El 10 de mayo de 2015, una noticia sacudió al país entero. Chiara Páez, una adolescente de 14 años de la ciudad santafesina de Rufino, fue encontrada asesinada y enterrada en el patio de la vivienda de su novio. La joven estaba embarazada. La investigación determinó que había sido golpeada hasta la muerte y que su cuerpo fue ocultado en la casa de quien era su pareja.
La brutalidad del crimen provocó una reacción inmediata en la sociedad y abrió un debate que hasta ese momento no había logrado instalarse con tanta fuerza en la agenda pública: la violencia que sufren las mujeres y adolescentes en Argentina.
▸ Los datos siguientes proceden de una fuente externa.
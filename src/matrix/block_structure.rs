//! Block layout shared by the block-sparse and compressed-row matrices.
//!
//! A block-sparse matrix is described by its column blocks and a list of row
//! blocks. Each row block stores the non-zero column blocks ("cells") it
//! touches together with the offset of the dense cell inside the value array.

use crate::linalg::{LinAlgError, LinAlgResult};

/// A contiguous run of scalar rows or columns.
#[derive(Debug, Clone, Copy, PartialEq, Eq, Default)]
pub struct Block {
    /// Number of scalar rows/columns in the block
    pub size: usize,
    /// Index of the first scalar row/column of the block
    pub position: usize,
}

impl Block {
    pub fn new(size: usize, position: usize) -> Self {
        Self { size, position }
    }
}

/// A non-zero block inside a row block.
#[derive(Debug, Clone, Copy, PartialEq, Eq)]
pub struct Cell {
    /// Column block index
    pub block_id: usize,
    /// Offset of the first value of the dense row-major cell
    pub position: usize,
}

impl Cell {
    pub fn new(block_id: usize, position: usize) -> Self {
        Self { block_id, position }
    }
}

/// One row block and its non-zero cells, sorted by column block.
#[derive(Debug, Clone, PartialEq, Eq, Default)]
pub struct CompressedRow {
    pub block: Block,
    pub cells: Vec<Cell>,
}

/// Row-major block structure of a [`BlockSparseMatrix`](super::BlockSparseMatrix).
#[derive(Debug, Clone, PartialEq, Eq, Default)]
pub struct CompressedRowBlockStructure {
    pub cols: Vec<Block>,
    pub rows: Vec<CompressedRow>,
}

impl CompressedRowBlockStructure {
    /// Builds column blocks laid out back to back from their sizes.
    pub fn blocks_from_sizes(sizes: &[usize]) -> Vec<Block> {
        let mut position = 0;
        sizes
            .iter()
            .map(|&size| {
                let block = Block::new(size, position);
                position += size;
                block
            })
            .collect()
    }

    pub fn num_scalar_cols(&self) -> usize {
        self.cols.last().map_or(0, |b| b.position + b.size)
    }

    pub fn num_scalar_rows(&self) -> usize {
        self.rows.last().map_or(0, |r| r.block.position + r.block.size)
    }

    /// Number of stored values implied by the cells.
    pub fn num_nonzeros(&self) -> usize {
        self.rows
            .iter()
            .map(|row| {
                row.cells
                    .iter()
                    .map(|cell| row.block.size * self.cols[cell.block_id].size)
                    .sum::<usize>()
            })
            .sum()
    }

    /// Checks block contiguity, cell ordering and that every cell fits in `num_values`.
    pub fn validate(&self, num_values: usize) -> LinAlgResult<()> {
        let mut expected_position = 0;
        for (i, block) in self.cols.iter().enumerate() {
            if block.size == 0 {
                return Err(LinAlgError::InvalidStructure(format!(
                    "column block {i} is empty"
                )));
            }
            if block.position != expected_position {
                return Err(LinAlgError::InvalidStructure(format!(
                    "column block {i} starts at {} instead of {expected_position}",
                    block.position
                )));
            }
            expected_position += block.size;
        }

        let mut expected_position = 0;
        for (r, row) in self.rows.iter().enumerate() {
            if row.block.position != expected_position {
                return Err(LinAlgError::InvalidStructure(format!(
                    "row block {r} starts at {} instead of {expected_position}",
                    row.block.position
                )));
            }
            expected_position += row.block.size;

            for (j, cell) in row.cells.iter().enumerate() {
                let col = self.cols.get(cell.block_id).ok_or_else(|| {
                    LinAlgError::InvalidStructure(format!(
                        "row block {r} references column block {} of {}",
                        cell.block_id,
                        self.cols.len()
                    ))
                })?;
                if j > 0 && row.cells[j - 1].block_id >= cell.block_id {
                    return Err(LinAlgError::InvalidStructure(format!(
                        "cells of row block {r} are not sorted by column block"
                    )));
                }
                if cell.position + row.block.size * col.size > num_values {
                    return Err(LinAlgError::InvalidStructure(format!(
                        "cell ({r}, {}) overruns the value array",
                        cell.block_id
                    )));
                }
            }
        }
        Ok(())
    }
}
Apenas semanas después del hallazgo, el 3 de junio de 2015, una multitud salió a las calles de todo el país bajo una consigna que con el tiempo se transformaría en un movimiento histórico: “Ni Una Menos”. Miles de mujeres, familias, organizaciones y ciudadanos reclamaron políticas más efectivas para prevenir la violencia de género y exigir justicia para las víctimas.
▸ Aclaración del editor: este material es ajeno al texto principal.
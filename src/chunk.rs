//! Recursive character text splitter.
//!
//! Splits text into overlapping windows that prefer paragraph, then line,
//! then word boundaries before falling back to single characters. Each
//! separator stays attached to the start of the piece that follows it, and
//! every emitted chunk is whitespace-trimmed.
//!
//! Lengths are measured in Unicode scalar values, so multi-byte text gets
//! the same window size as ASCII.

use tracing::warn;
use uuid::Uuid;

use crate::models::{ChunkMetadata, Document};

const DEFAULT_SEPARATORS: [&str; 4] = ["\n\n", "\n", " ", ""];

/// A chunk of a document before tagging and id assignment.
#[derive(Debug, Clone, PartialEq)]
pub struct SplitChunk {
    pub text: String,
    pub metadata: ChunkMetadata,
}

#[derive(Debug, Clone)]
pub struct TextSplitter {
    chunk_size: usize,
    chunk_overlap: usize,
    separators: Vec<String>,
}

impl TextSplitter {
    /// `chunk_overlap` is clamped below `chunk_size`.
    pub fn new(chunk_size: usize, chunk_overlap: usize) -> Self {
        let chunk_size = chunk_size.max(1);
        Self {
            chunk_size,
            chunk_overlap: chunk_overlap.min(chunk_size - 1),
            separators: DEFAULT_SEPARATORS.iter().map(|s| s.to_string()).collect(),
        }
    }

    pub fn chunk_size(&self) -> usize {
        self.chunk_size
    }

    /// Split raw text into trimmed, non-empty windows.
    pub fn split_text(&self, text: &str) -> Vec<String> {
        self.split_recursive(text, &self.separators)
    }

    /// Split each document and give every piece a fresh `chunk_id`.
    pub fn split_documents(&self, documents: &[Document]) -> Vec<SplitChunk> {
        let mut out = Vec::new();
        for doc in documents {
            for (index, text) in self.split_text(&doc.text).into_iter().enumerate() {
                out.push(SplitChunk {
                    text,
                    metadata: ChunkMetadata {
                        document: doc.metadata.clone(),
                        chunk_id: Uuid::new_v4().to_string(),
                        chunk_index: index,
                        extracted_data: None,
                    },
                });
            }
        }
        out
    }

    fn split_recursive(&self, text: &str, separators: &[String]) -> Vec<String> {
        let mut final_chunks = Vec::new();

        // First separator present in the text wins; "" always matches.
        let mut separator = separators.last().cloned().unwrap_or_default();
        let mut remaining: &[String] = &[];
        for (i, sep) in separators.iter().enumerate() {
            if sep.is_empty() {
                separator = String::new();
                break;
            }
            if text.contains(sep.as_str()) {
                separator = sep.clone();
                remaining = &separators[i + 1..];
                break;
            }
        }

        let splits = split_keeping_separator(text, &separator);

        let mut good_splits: Vec<String> = Vec::new();
        for piece in splits {
            if char_len(&piece) < self.chunk_size {
                good_splits.push(piece);
                continue;
            }
            if !good_splits.is_empty() {
                final_chunks.extend(self.merge_splits(&good_splits));
                good_splits.clear();
            }
            if remaining.is_empty() {
                final_chunks.push(piece);
            } else {
                final_chunks.extend(self.split_recursive(&piece, remaining));
            }
        }
        if !good_splits.is_empty() {
            final_chunks.extend(self.merge_splits(&good_splits));
        }

        final_chunks
    }

    /// Greedily pack pieces into windows of at most `chunk_size`, carrying up
    /// to `chunk_overlap` characters of trailing pieces into the next window.
    /// Separators are already attached to the pieces, so they are joined
    /// with nothing in between.
    fn merge_splits(&self, splits: &[String]) -> Vec<String> {
        let mut docs = Vec::new();
        let mut current: std::collections::VecDeque<&str> = std::collections::VecDeque::new();
        let mut total = 0usize;

        for piece in splits {
            let len = char_len(piece);
            if total + len > self.chunk_size {
                if total > self.chunk_size {
                    warn!(
                        size = total,
                        limit = self.chunk_size,
                        "created a chunk longer than the configured size"
                    );
                }
                if !current.is_empty() {
                    if let Some(doc) = join_trimmed(&current) {
                        docs.push(doc);
                    }
                    while total > self.chunk_overlap
                        || (total + len > self.chunk_size && total > 0)
                    {
                        match current.pop_front() {
                            Some(front) => total -= char_len(front),
                            None => break,
                        }
                    }
                }
            }
            current.push_back(piece);
            total += len;
        }

        if let Some(doc) = join_trimmed(&current) {
            docs.push(doc);
        }
        docs
    }
}

impl Default for TextSplitter {
    fn default() -> Self {
        Self::new(1000, 200)
    }
}

fn char_len(s: &str) -> usize {
    s.chars().count()
}

fn join_trimmed(parts: &std::collections::VecDeque<&str>) -> Option<String> {
    let joined: String = parts.iter().copied().collect();
    let trimmed = joined.trim();
    if trimmed.is_empty() {
        None
    } else {
        Some(trimmed.to_string())
    }
}

/// Split on `separator`, attaching each separator to the start of the piece
/// after it. Empty pieces are dropped. An empty separator splits into
/// individual characters.
fn split_keeping_separator(text: &str, separator: &str) -> Vec<String> {
    if separator.is_empty() {
        return text.chars().map(|c| c.to_string()).collect();
    }

    let mut pieces = Vec::new();
    let mut start = 0;
    let mut search_from = 0;
    while let Some(pos) = text[search_from..].find(separator) {
        let at = search_from + pos;
        if at > start {
            pieces.push(text[start..at].to_string());
        }
        start = at;
        search_from = at + separator.len();
    }
    if start < text.len() {
        pieces.push(text[start..].to_string());
    }
    pieces.retain(|p| !p.is_empty());
    pieces
}

#[cfg(test)]
mod tests {
    use super::*;
    use crate::models::{DocumentMetadata, SourceType};

    #[test]
    fn small_text_single_chunk() {
        let splitter = TextSplitter::new(1000, 200);
        let chunks = splitter.split_text("Hello, world!");
        assert_eq!(chunks, vec!["Hello, world!".to_string()]);
    }

    #[test]
    fn empty_text_yields_nothing() {
        let splitter = TextSplitter::new(1000, 200);
        assert!(splitter.split_text("").is_empty());
        assert!(splitter.split_text("   \n\n  ").is_empty());
    }

    #[test]
    fn paragraphs_packed_until_limit() {
        let splitter = TextSplitter::new(40, 0);
        let text = "First paragraph here.\n\nSecond paragraph here.\n\nThird one.";
        let chunks = splitter.split_text(text);
        assert_eq!(
            chunks,
            vec![
                "First paragraph here.".to_string(),
                "Second paragraph here.\n\nThird one.".to_string(),
            ]
        );
    }

    #[test]
    fn chunks_respect_size() {
        let text = (0..200)
            .map(|i| format!("word{}", i))
            .collect::<Vec<_>>()
            .join(" ");
        let splitter = TextSplitter::new(100, 20);
        let chunks = splitter.split_text(&text);
        assert!(chunks.len() > 5);
        for c in &chunks {
            assert!(char_len(c) <= 100, "chunk too long: {}", char_len(c));
        }
    }

    #[test]
    fn consecutive_chunks_overlap() {
        let text = (0..100)
            .map(|i| format!("w{:03}", i))
            .collect::<Vec<_>>()
            .join(" ");
        let splitter = TextSplitter::new(50, 15);
        let chunks = splitter.split_text(&text);
        for pair in chunks.windows(2) {
            let last_word = pair[0].split(' ').next_back().unwrap();
            assert!(
                pair[1].contains(last_word),
                "expected '{}' carried into '{}'",
                last_word,
                pair[1]
            );
        }
    }

    #[test]
    fn unbroken_text_falls_back_to_characters() {
        let text = "x".repeat(250);
        let splitter = TextSplitter::new(100, 0);
        let chunks = splitter.split_text(&text);
        assert_eq!(chunks.len(), 3);
        assert_eq!(chunks[0].len(), 100);
        assert_eq!(chunks[2].len(), 50);
    }

    #[test]
    fn multibyte_lengths_counted_in_chars() {
        let text = "é".repeat(90);
        let splitter = TextSplitter::new(100, 0);
        assert_eq!(splitter.split_text(&text).len(), 1);
    }

    #[test]
    fn deterministic() {
        let text = "Alpha beta gamma.\n\nDelta epsilon.\nZeta eta theta iota kappa.\n\nLambda";
        let splitter = TextSplitter::new(20, 5);
        assert_eq!(splitter.split_text(text), splitter.split_text(text));
    }

    #[test]
    fn split_documents_assigns_indices_and_ids() {
        let doc = Document {
            text: (0..50)
                .map(|i| format!("Sentence number {}.", i))
                .collect::<Vec<_>>()
                .join(" "),
            metadata: DocumentMetadata::local("notes.txt", SourceType::TextFile, "notes.txt", "h"),
        };
        let splitter = TextSplitter::new(200, 40);
        let chunks = splitter.split_documents(&[doc]);
        assert!(chunks.len() > 1);
        for (i, c) in chunks.iter().enumerate() {
            assert_eq!(c.metadata.chunk_index, i);
            assert_eq!(c.metadata.document.source_file, "notes.txt");
            assert!(Uuid::parse_str(&c.metadata.chunk_id).is_ok());
        }
        let mut ids: Vec<_> = chunks.iter().map(|c| &c.metadata.chunk_id).collect();
        ids.dedup();
        assert_eq!(ids.len(), chunks.len());
    }

    #[test]
    fn separator_kept_with_following_piece() {
        assert_eq!(
            split_keeping_separator("a\n\nb\n\nc", "\n\n"),
            vec!["a".to_string(), "\n\nb".to_string(), "\n\nc".to_string()]
        );
    }
}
Aquella movilización marcó un antes y un después. Desde entonces, cada 3 de junio se realizan marchas y actividades en todo el país para mantener vigente el reclamo. Once años después, el nombre de Chiara Páez sigue siendo un símbolo de esa lucha.
En este 2026, el femicidio de Agostina Vega, otra joven de 14 años asesinada en Córdoba, reavivó el dolor y la reflexión sobre una problemática que no cede. Dos adolescentes, diez años de distancia, la misma tragedia. Una realidad que vuelve a mostrar por qué la consigna que nació del dolor sigue siendo tan necesaria hoy como el primer día.
Este miércoles 3 de junio, Cañuelas también se suma a la conmemoración con una marcha convocada en Plaza San Martín a las 18:30 horas, impulsada por mujeres autoconvocadas de la ciudad.